Effects of Mo and Controlled Cooling on Microstructure and Properties of Thick‐Wall High‐Strength Pipeline Steel

Abstract

Herein, the effect of molybdenum (Mo) and postrolling cooling processes on the mechanical properties and microstructure transformation characteristics of an X80 thick‐wall high‐strength pipeline steel are deeply investigated. The results reveal that the yield strength and tensile strength of the steel are enhanced with Mo addition at the equalization temperature of 480 °C at a cooling rate of 25 °C s−1, accompanied by the improvement in the yield ratio. However, when the postrolling cooling temperature is reduced to 380 °C, the mechanical properties of steels with Mo‐free and 0.29 wt% Mo are comparable.
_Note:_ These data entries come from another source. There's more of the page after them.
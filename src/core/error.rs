//! # Error Handling Module
//!
//! This module defines every error the dispatcher can produce using the `thiserror` crate,
//! together with the HTTP status code each one maps to when it reaches the host.
//!
//! ## Error Categories
//! - **Transport failures**: the backend could not be reached or timed out. These are the
//!   only errors that retry, circuit breaker, timeout and error handling middleware react to.
//! - **Configuration errors**: unknown middleware aliases, invalid middleware options,
//!   unreadable route files. Raised while routes are loaded, never per request.
//! - **Store errors**: the shared key-value backend failed.
//! - **Everything else**: propagated unchanged to the caller.
//!
//! The "fallback" outcome is deliberately *not* an error. It travels through the chain as
//! [`Outcome::Fallback`](crate::middleware::Outcome) so it can never be mistaken for a
//! transport failure.

use axum::http::StatusCode;
use axum::response::{IntoResponse, Response};
use axum::Json;
use serde_json::json;
use thiserror::Error;

use crate::caching::CacheError;

/// Main result type used throughout the dispatcher
pub type GatewayResult<T> = Result<T, GatewayError>;

/// Error types for the dispatcher
#[derive(Debug, Error, Clone)]
pub enum GatewayError {
    /// Configuration-related errors (unknown middleware, invalid options, bad route files)
    #[error("Configuration error: {message}")]
    Configuration { message: String },

    /// The backend could not be reached, the connection broke, or the call timed out
    #[error("Transport error: {message}")]
    Transport { message: String },

    /// The shared key-value store failed
    #[error("Store error: {message}")]
    Store { message: String },

    /// The incoming request could not be turned into a forwardable request
    #[error("Invalid request: {reason}")]
    InvalidRequest { reason: String },

    /// Internal errors for unexpected failures
    #[error("Internal error: {message}")]
    Internal { message: String },

    /// I/O errors (route files, config files)
    #[error("I/O error: {message}")]
    Io { message: String },

    /// JSON serialization/deserialization errors
    #[error("JSON error: {message}")]
    Json { message: String },

    /// YAML parsing errors for configuration and route files
    #[error("YAML error: {message}")]
    Yaml { message: String },
}

impl GatewayError {
    /// Create a configuration error with a custom message
    pub fn config<S: Into<String>>(message: S) -> Self {
        Self::Configuration {
            message: message.into(),
        }
    }

    /// Create a transport error with a custom message
    pub fn transport<S: Into<String>>(message: S) -> Self {
        Self::Transport {
            message: message.into(),
        }
    }

    /// Create an internal error with a custom message
    pub fn internal<S: Into<String>>(message: S) -> Self {
        Self::Internal {
            message: message.into(),
        }
    }

    /// Create an invalid request error
    pub fn invalid_request<S: Into<String>>(reason: S) -> Self {
        Self::InvalidRequest {
            reason: reason.into(),
        }
    }

    /// Whether this is the network-level failure raised by a transport
    pub fn is_transport(&self) -> bool {
        matches!(self, Self::Transport { .. })
    }

    /// Whether this transport failure was a timeout.
    ///
    /// Classification is done on the message because transports report timeouts
    /// in different ways ("operation timed out", "request timeout", ...).
    pub fn is_timeout(&self) -> bool {
        match self {
            Self::Transport { message } => {
                let message = message.to_ascii_lowercase();
                message.contains("timed out") || message.contains("timeout")
            }
            _ => false,
        }
    }

    /// Get the appropriate HTTP status code for this error
    pub fn status_code(&self) -> StatusCode {
        match self {
            Self::Transport { .. } if self.is_timeout() => StatusCode::GATEWAY_TIMEOUT,
            Self::Transport { .. } => StatusCode::BAD_GATEWAY,
            Self::InvalidRequest { .. } => StatusCode::BAD_REQUEST,
            Self::Configuration { .. } => StatusCode::INTERNAL_SERVER_ERROR,
            Self::Store { .. } => StatusCode::INTERNAL_SERVER_ERROR,
            Self::Internal { .. } => StatusCode::INTERNAL_SERVER_ERROR,
            Self::Io { .. } => StatusCode::INTERNAL_SERVER_ERROR,
            Self::Json { .. } => StatusCode::INTERNAL_SERVER_ERROR,
            Self::Yaml { .. } => StatusCode::INTERNAL_SERVER_ERROR,
        }
    }

    /// Get a string representation of the error type for API responses
    pub fn error_type(&self) -> &'static str {
        match self {
            Self::Transport { .. } if self.is_timeout() => "gateway_timeout",
            Self::Transport { .. } => "bad_gateway",
            Self::Configuration { .. } => "configuration_error",
            Self::Store { .. } => "store_error",
            Self::InvalidRequest { .. } => "invalid_request",
            Self::Internal { .. } => "internal_error",
            Self::Io { .. } => "io_error",
            Self::Json { .. } => "json_error",
            Self::Yaml { .. } => "yaml_error",
        }
    }
}

impl From<std::io::Error> for GatewayError {
    fn from(err: std::io::Error) -> Self {
        Self::Io {
            message: err.to_string(),
        }
    }
}

impl From<serde_json::Error> for GatewayError {
    fn from(err: serde_json::Error) -> Self {
        Self::Json {
            message: err.to_string(),
        }
    }
}

impl From<serde_yaml::Error> for GatewayError {
    fn from(err: serde_yaml::Error) -> Self {
        Self::Yaml {
            message: err.to_string(),
        }
    }
}

impl From<CacheError> for GatewayError {
    fn from(err: CacheError) -> Self {
        Self::Store {
            message: err.to_string(),
        }
    }
}

/// Render errors that escape the dispatcher as a JSON error body.
impl IntoResponse for GatewayError {
    fn into_response(self) -> Response {
        let status = self.status_code();

        let error_response = json!({
            "error": {
                "code": status.as_u16(),
                "message": self.to_string(),
                "type": self.error_type(),
            }
        });

        (status, Json(error_response)).into_response()
    }
}
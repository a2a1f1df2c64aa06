//! # Middleware Specifications
//!
//! Route descriptors name their middleware in several interchangeable shapes:
//!
//! | shape | example |
//! |---|---|
//! | bare name | `"cache"` |
//! | name with positional args | `"rate_limit:100,60"` |
//! | array | `["rate_limit", 100, 60]` or `["cache", {"ttl": 30}]` |
//! | explicit object | `{"name": "retry", "args": [5], "options": {"delay_ms": 50}}` |
//! | single-key object | `{"cache": 30}` or `{"cors": {"origins": ["*"]}}` |
//!
//! Every shape is normalized here into one [`MiddlewareArgs`] before any construction
//! logic runs. A list of specs may also be given as a pipe-delimited string
//! (`"request_id|cache:30|retry"`).

use serde::de::{self, DeserializeOwned, Deserializer};
use serde::Deserialize;
use serde_json::{Map, Value};

use crate::core::error::{GatewayError, GatewayResult};

/// A middleware specification reduced to name, positional args and options
#[derive(Debug, Clone, Default, PartialEq)]
pub struct MiddlewareArgs {
    pub name: String,
    pub args: Vec<Value>,
    pub options: Map<String, Value>,
}

impl MiddlewareArgs {
    pub fn new(name: impl Into<String>) -> Self {
        Self {
            name: name.into(),
            ..Default::default()
        }
    }

    pub fn with_arg(mut self, arg: impl Into<Value>) -> Self {
        self.args.push(arg.into());
        self
    }

    pub fn with_option(mut self, key: impl Into<String>, value: impl Into<Value>) -> Self {
        self.options.insert(key.into(), value.into());
        self
    }

    /// Priority override from the `priority` option
    pub fn priority(&self) -> GatewayResult<Option<i32>> {
        match self.options.get("priority") {
            None | Some(Value::Null) => Ok(None),
            Some(value) => value
                .as_i64()
                .and_then(|p| i32::try_from(p).ok())
                .map(Some)
                .ok_or_else(|| {
                    GatewayError::config(format!(
                        "Invalid priority for middleware '{}': {}",
                        self.name, value
                    ))
                }),
        }
    }

    /// Deserialize options into a typed config.
    ///
    /// Positional args are mapped onto `positional` field names in order; a name ending
    /// in `*` collects every remaining arg into a list. Options given by name win over
    /// positional args for the same field.
    pub fn into_config<T: DeserializeOwned>(&self, positional: &[&str]) -> GatewayResult<T> {
        let mut options = self.options.clone();
        options.remove("priority");

        let mut args = self.args.iter();
        for field in positional {
            if let Some(field) = field.strip_suffix('*') {
                let rest: Vec<Value> = args.by_ref().cloned().collect();
                if !rest.is_empty() {
                    options.entry(field.to_string()).or_insert(Value::Array(rest));
                }
                break;
            }
            match args.next() {
                Some(arg) => {
                    options.entry(field.to_string()).or_insert_with(|| arg.clone());
                }
                None => break,
            }
        }

        if args.next().is_some() {
            return Err(GatewayError::config(format!(
                "Too many arguments for middleware '{}' (accepts: {})",
                self.name,
                positional.join(", ")
            )));
        }

        serde_json::from_value(Value::Object(options)).map_err(|e| {
            GatewayError::config(format!("Invalid options for middleware '{}': {}", self.name, e))
        })
    }
}

/// Normalize a single middleware spec
pub fn normalize(spec: &Value) -> GatewayResult<MiddlewareArgs> {
    match spec {
        Value::String(text) => parse_text(text),
        Value::Array(items) => parse_array(items),
        Value::Object(map) => parse_object(map),
        other => Err(GatewayError::config(format!("Unsupported middleware spec: {}", other))),
    }
}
The mechanistic study indicates that the Mo addition would inhibit the transformation from deformed austenite to polygonal ferrite, and promote the transformation of acicular ferrite/granular bainite at medium–low temperatures, as well as significant differences in the volume fraction, size, and morphology of martensite/austenite (M/A) in the matrix. Notably, the volume fraction of M/A decreases from 7.2% to less than 1.0% with Mo content increasing, while its average size also reduces from 1.5 to less than 1.0 μm. And the fine, spheroidal, and dispersed M/A is found to play a vital role in the high‐strength and excellent low‐temperature toughness of the steel.